From the configuration you posted above I don't see any static route for the tailscale subnet via the tailscale interface. That can be easily verified with ip -4 ro list table all
I think tailscale adds these routes directly. I can ping 100.103.232.85 just fine.

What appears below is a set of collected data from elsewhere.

// SPDX-License-Identifier: PMPL-1.0-or-later
// Copyright (c) 2026 Jonathan D.A. Jewell (hyperpolymath) <jonathan.jewell@open.ac.uk>
//
// Core domain types for Fieldscan: OCR spans, field types, candidates and
// the final extracted fields.

use serde::{Deserialize, Serialize};
use uuid::Uuid;

/// Lowest confidence any OCR span or field may carry.
pub const MIN_CONFIDENCE: f64 = 0.0;

/// Highest confidence any OCR span or field may carry.
pub const MAX_CONFIDENCE: f64 = 100.0;

/// Clamp a confidence value into `[0, 100]`.
///
/// NaN (seen from some engines on empty recognitions) becomes 0.
pub fn clamp_confidence(value: f64) -> f64 {
    if value.is_nan() {
        return MIN_CONFIDENCE;
    }
    value.clamp(MIN_CONFIDENCE, MAX_CONFIDENCE)
}

// ---------------------------------------------------------------------------
// Geometry
// ---------------------------------------------------------------------------

/// Corner-form bounding box in source-image pixels.
///
/// Always well-formed: `x1 >= x0` and `y1 >= y0`.  Construct through
/// [`BoundingBox::new`] so reversed corners get swapped.
#[derive(Debug, Clone, Copy, PartialEq, Serialize, Deserialize)]
pub struct BoundingBox {
    pub x0: f64,
    pub y0: f64,
    pub x1: f64,
    pub y1: f64,
}

impl BoundingBox {
    /// Width of the box used when a match cannot be located on the page.
    pub const PLACEHOLDER_WIDTH: f64 = 100.0;
    /// Height of the box used when a match cannot be located on the page.
    pub const PLACEHOLDER_HEIGHT: f64 = 20.0;

    pub fn new(x0: f64, y0: f64, x1: f64, y1: f64) -> Self {
        Self {
            x0: x0.min(x1),
            y0: y0.min(y1),
            x1: x0.max(x1),
            y1: y0.max(y1),
        }
    }

    /// The fixed-size box at the origin assigned to unresolved matches.
    pub fn placeholder() -> Self {
        Self::new(0.0, 0.0, Self::PLACEHOLDER_WIDTH, Self::PLACEHOLDER_HEIGHT)
    }

    pub fn width(&self) -> f64 {
        self.x1 - self.x0
    }

    pub fn height(&self) -> f64 {
        self.y1 - self.y0
    }

    /// Convert to the width/height form used in output.
    pub fn to_rect(&self) -> Rect {
        Rect {
            x: self.x0,
            y: self.y0,
            w: self.width(),
            h: self.height(),
        }
    }
}

impl Default for BoundingBox {
    fn default() -> Self {
        Self::placeholder()
    }
}

/// Width/height-form rectangle, as consumed by display and export.
#[derive(Debug, Clone, Copy, PartialEq, Serialize, Deserialize)]
pub struct Rect {
    pub x: f64,
    pub y: f64,
    pub w: f64,
    pub h: f64,
}

impl Rect {
    /// Scale into a viewer's coordinate space (e.g. a preview rendered at 1.5x).
    pub fn scaled(&self, zoom: f64) -> Self {
        Self {
            x: self.x * zoom,
            y: self.y * zoom,
            w: self.w * zoom,
            h: self.h * zoom,
        }
    }
}

impl From<BoundingBox> for Rect {
    fn from(bbox: BoundingBox) -> Self {
        bbox.to_rect()
    }
}

// ---------------------------------------------------------------------------
// OCR spans
// ---------------------------------------------------------------------------

/// Anything recognized on the page that carries text, a confidence and a box.
///
/// Implemented by both [`OcrWord`] and [`OcrLine`] so the coordinate
/// resolver can treat them uniformly.
pub trait TextSpan {
    fn text(&self) -> &str;
    fn confidence(&self) -> f64;
    fn bbox(&self) -> BoundingBox;
}

/// A single recognized word.
#[derive(Debug, Clone, PartialEq, Serialize, Deserialize)]
pub struct OcrWord {
    pub text: String,
    /// Engine confidence, clamped to `[0, 100]`.
    pub confidence: f64,
    pub bbox: BoundingBox,
}

/// A contiguous recognized text line.
#[derive(Debug, Clone, PartialEq, Serialize, Deserialize)]
pub struct OcrLine {
    pub text: String,
    /// Engine confidence, clamped to `[0, 100]`.
    pub confidence: f64,
    pub bbox: BoundingBox,
}

macro_rules! impl_text_span {
    ($ty:ty) => {
        impl $ty {
            pub fn new(text: impl Into<String>, confidence: f64, bbox: BoundingBox) -> Self {
                Self {
                    text: text.into(),
                    confidence: clamp_confidence(confidence),
                    bbox,
                }
            }
        }

        impl TextSpan for $ty {
            fn text(&self) -> &str {
                &self.text
            }

            fn confidence(&self) -> f64 {
                self.confidence
            }

            fn bbox(&self) -> BoundingBox {
                self.bbox
            }
        }
    };
}

impl_text_span!(OcrWord);
impl_text_span!(OcrLine);

// ---------------------------------------------------------------------------
// Fields
// ---------------------------------------------------------------------------

/// Semantic type of an extracted field.
///
/// Serialized in camelCase (`invoiceNumber`, `dueDate`, ...) to match the
/// JSON consumed by display and export.
#[derive(Debug, Clone, Copy, PartialEq, Eq, Hash, PartialOrd, Ord, Serialize, Deserialize)]
#[serde(rename_all = "camelCase")]
pub enum FieldType {
    InvoiceNumber,
    Date,
    DueDate,
    Total,
    Subtotal,
    Tax,
    Vendor,
    Customer,
    /// Unclassified high-confidence token.
    Text,
}

impl FieldType {
    /// Every type except [`FieldType::Text`], in declaration order.
    pub const STRUCTURED: [FieldType; 8] = [
        FieldType::InvoiceNumber,
        FieldType::Date,
        FieldType::DueDate,
        FieldType::Total,
        FieldType::Subtotal,
        FieldType::Tax,
        FieldType::Vendor,
        FieldType::Customer,
    ];

    pub fn is_structured(&self) -> bool {
        !matches!(self, Self::Text)
    }

    /// The camelCase tag used on the wire.
    pub fn as_str(&self) -> &'static str {
        match self {
            Self::InvoiceNumber => "invoiceNumber",
            Self::Date => "date",
            Self::DueDate => "dueDate",
            Self::Total => "total",
            Self::Subtotal => "subtotal",
            Self::Tax => "tax",
            Self::Vendor => "vendor",
            Self::Customer => "customer",
            Self::Text => "text",
        }
    }

    /// Human-readable label shown next to the value.
    pub fn label(&self) -> &'static str {
        match self {
            Self::InvoiceNumber => "Invoice Number",
            Self::Date => "Date",
            Self::DueDate => "Due Date",
            Self::Total => "Total",
            Self::Subtotal => "Subtotal",
            Self::Tax => "Tax",
            Self::Vendor => "Vendor",
            Self::Customer => "Customer",
            Self::Text => "Text",
        }
    }
}

impl std::fmt::Display for FieldType {
    fn fmt(&self, f: &mut std::fmt::Formatter<'_>) -> std::fmt::Result {
        f.write_str(self.as_str())
    }
}

/// An unranked hypothesis produced by one rule match (or one free word).
#[derive(Debug, Clone, PartialEq, Serialize, Deserialize)]
pub struct FieldCandidate {
    pub field_type: FieldType,
    /// Normalized value (ISO date, plain amount, trimmed text).
    pub value: String,
    /// The text the value was matched in.
    pub raw_source_text: String,
    pub confidence: f64,
    pub bbox: BoundingBox,
    /// Declaration index of the producing rule; lower is earlier.
    pub pattern_rank: usize,
}

impl FieldCandidate {
    /// Promote to an output field.
    pub fn into_field(self) -> ExtractedField {
        ExtractedField {
            field_type: self.field_type,
            label: self.field_type.label().to_string(),
            value: self.value,
            raw_source_text: self.raw_source_text,
            confidence: clamp_confidence(self.confidence),
            bbox: self.bbox.to_rect(),
        }
    }
}

/// Final, de-duplicated, ordered output unit.
#[derive(Debug, Clone, PartialEq, Serialize, Deserialize)]
#[serde(rename_all = "camelCase")]
pub struct ExtractedField {
    #[serde(rename = "type")]
    pub field_type: FieldType,
    pub label: String,
    pub value: String,
    pub raw_source_text: String,
    pub confidence: f64,
    pub bbox: Rect,
}

/// An invoice line: a description followed by an amount on the same line.
#[derive(Debug, Clone, PartialEq, Serialize, Deserialize)]
pub struct LineItem {
    pub description: String,
    /// Normalized amount (`"1250.00"`).
    pub amount: String,
    pub confidence: f64,
    pub bbox: Rect,
}

// ---------------------------------------------------------------------------
// Render queue
// ---------------------------------------------------------------------------

/// Unique identifier for a submitted render task.
#[derive(Debug, Clone, Copy, PartialEq, Eq, Hash, Serialize, Deserialize)]
pub struct RenderTaskId(pub Uuid);

impl RenderTaskId {
    pub fn new() -> Self {
        Self(Uuid::new_v4())
    }
}

impl Default for RenderTaskId {
    fn default() -> Self {
        Self::new()
    }
}

impl std::fmt::Display for RenderTaskId {
    fn fmt(&self, f: &mut std::fmt::Formatter<'_>) -> std::fmt::Result {
        write!(f, "{}", self.0)
    }
}

/// Lifecycle state of the render queue.
#[derive(Debug, Clone, Copy, PartialEq, Eq, Serialize, Deserialize)]
pub enum QueueState {
    /// No task executing; the queue itself may or may not be empty.
    Idle,
    /// Exactly one task executing.
    Running,
}

/// Which kind of canvas work a render task performs.
#[derive(Debug, Clone, Copy, PartialEq, Eq, Hash, Serialize, Deserialize)]
pub enum RenderKind {
    /// On-screen page preview.
    Preview,
    /// Page-to-image conversion feeding OCR.
    Rasterize,
}

impl std::fmt::Display for RenderKind {
    fn fmt(&self, f: &mut std::fmt::Formatter<'_>) -> std::fmt::Result {
        match self {
            Self::Preview => f.write_str("preview"),
            Self::Rasterize => f.write_str("rasterize"),
        }
    }
}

root@router-5:~# ip -4 ro list table all
default via 192.168.3.1 dev eth0 table 1 proto static metric 10
10.1.5.0/24 dev br-lan table 1 proto kernel scope link src 10.1.5.1
172.17.0.0/16 dev docker0 table 1 proto kernel scope link src 172.17.0.1 linkdown
192.0.0.0/24 dev br-lan table 1 proto kernel scope link src 192.0.0.199
192.168.3.0/24 dev eth0 table 1 proto static scope link metric 10
default via 192.168.0.254 dev veth2 table 3 proto static metric 30
10.1.5.0/24 dev br-lan table 3 proto kernel scope link src 10.1.5.1
172.17.0.0/16 dev docker0 table 3 proto kernel scope link src 172.17.0.1 linkdown
192.0.0.0/24 dev br-lan table 3 proto kernel scope link src 192.0.0.199
192.168.0.0/24 dev veth2 table 3 proto static scope link metric 30
default via 192.168.1.1 dev veth1 table 4 proto static metric 20
10.1.5.0/24 dev br-lan table 4 proto kernel scope link src 10.1.5.1
172.17.0.0/16 dev docker0 table 4 proto kernel scope link src 172.17.0.1 linkdown
192.0.0.0/24 dev br-lan table 4 proto kernel scope link src 192.0.0.199
192.168.1.0/24 dev veth1 table 4 proto static scope link metric 20
100.69.236.79 dev tailscale0 table 52
100.70.147.79 dev tailscale0 table 52
100.71.200.35 dev tailscale0 table 52
100.75.24.8 dev tailscale0 table 52
100.81.219.100 dev tailscale0 table 52
100.85.242.47 dev tailscale0 table 52
100.85.245.18 dev tailscale0 table 52
100.88.48.81 dev tailscale0 table 52
100.90.10.4 dev tailscale0 table 52
100.91.90.42 dev tailscale0 table 52
100.94.38.57 dev tailscale0 table 52
100.95.117.5 dev tailscale0 table 52
100.100.100.100 dev tailscale0 table 52
100.101.102.58 dev tailscale0 table 52
100.102.57.47 dev tailscale0 table 52
100.103.232.85 dev tailscale0 table 52
100.105.64.9 dev tailscale0 table 52
100.107.169.12 dev tailscale0 table 52
100.107.255.88 dev tailscale0 table 52
100.108.75.58 dev tailscale0 table 52
100.112.133.96 dev tailscale0 table 52
100.115.19.37 dev tailscale0 table 52
100.117.194.50 dev tailscale0 table 52
100.123.103.58 dev tailscale0 table 52
default via 192.168.3.1 dev eth0 proto static metric 10
default via 192.168.1.1 dev veth1 proto static metric 20
default via 192.168.0.254 dev veth2 proto static metric 30
10.1.5.0/24 dev br-lan proto kernel scope link src 10.1.5.1
172.17.0.0/16 dev docker0 proto kernel scope link src 172.17.0.1 linkdown
192.0.0.0/24 dev br-lan proto kernel scope link src 192.0.0.199
192.168.0.0/24 dev veth2 proto static scope link metric 30
192.168.1.0/24 dev veth1 proto static scope link metric 20
192.168.3.0/24 dev eth0 proto static scope link metric 10
local 10.1.5.1 dev br-lan table local proto kernel scope host src 10.1.5.1
broadcast 10.1.5.255 dev br-lan table local proto kernel scope link src 10.1.5.1
local 100.114.203.45 dev tailscale0 table local proto kernel scope host src 100.114.203.45
local 127.0.0.0/8 dev lo table local proto kernel scope host src 127.0.0.1
local 127.0.0.1 dev lo table local proto kernel scope host src 127.0.0.1
broadcast 127.255.255.255 dev lo table local proto kernel scope link src 127.0.0.1
local 172.17.0.1 dev docker0 table local proto kernel scope host src 172.17.0.1
broadcast 172.17.255.255 dev docker0 table local proto kernel scope link src 172.17.0.1 linkdown
local 192.0.0.199 dev br-lan table local proto kernel scope host src 192.0.0.199
broadcast 192.0.0.255 dev br-lan table local proto kernel scope link src 192.0.0.199
local 192.168.0.1 dev veth2 table local proto kernel scope host src 192.168.0.1
broadcast 192.168.0.255 dev veth2 table local proto kernel scope link src 192.168.0.1
local 192.168.1.254 dev veth1 table local proto kernel scope host src 192.168.1.254
broadcast 192.168.1.255 dev veth1 table local proto kernel scope link src 192.168.1.254
local 192.168.3.254 dev eth0 table local proto kernel scope host src 192.168.3.254
broadcast 192.168.3.255 dev eth0 table local proto kernel scope link src 192.168.3.254
It adds them, but they are in a custom table and not in main, where they are not present.
You need to fix the routing or create a rule to send traffic to tailscale.